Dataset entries
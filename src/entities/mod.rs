mod acceptance;
mod customer;
mod driver;
mod offer;
mod payment;
mod place;
mod request;

pub use acceptance::{Acceptance, Arbitration};
pub use customer::Customer;
pub use driver::{Driver, DriverStatus};
pub use offer::{DriverOffer, OfferStatus};
pub use payment::{Payment, PaymentStatus};
pub use place::{Coordinates, Place};
pub use request::{NewRequest, RequestStatus, ServiceRequest};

> **Work item**
Using the data above, count every line that contains the word "payment", then give the count and nothing more.

> **Reply to the exercise**
2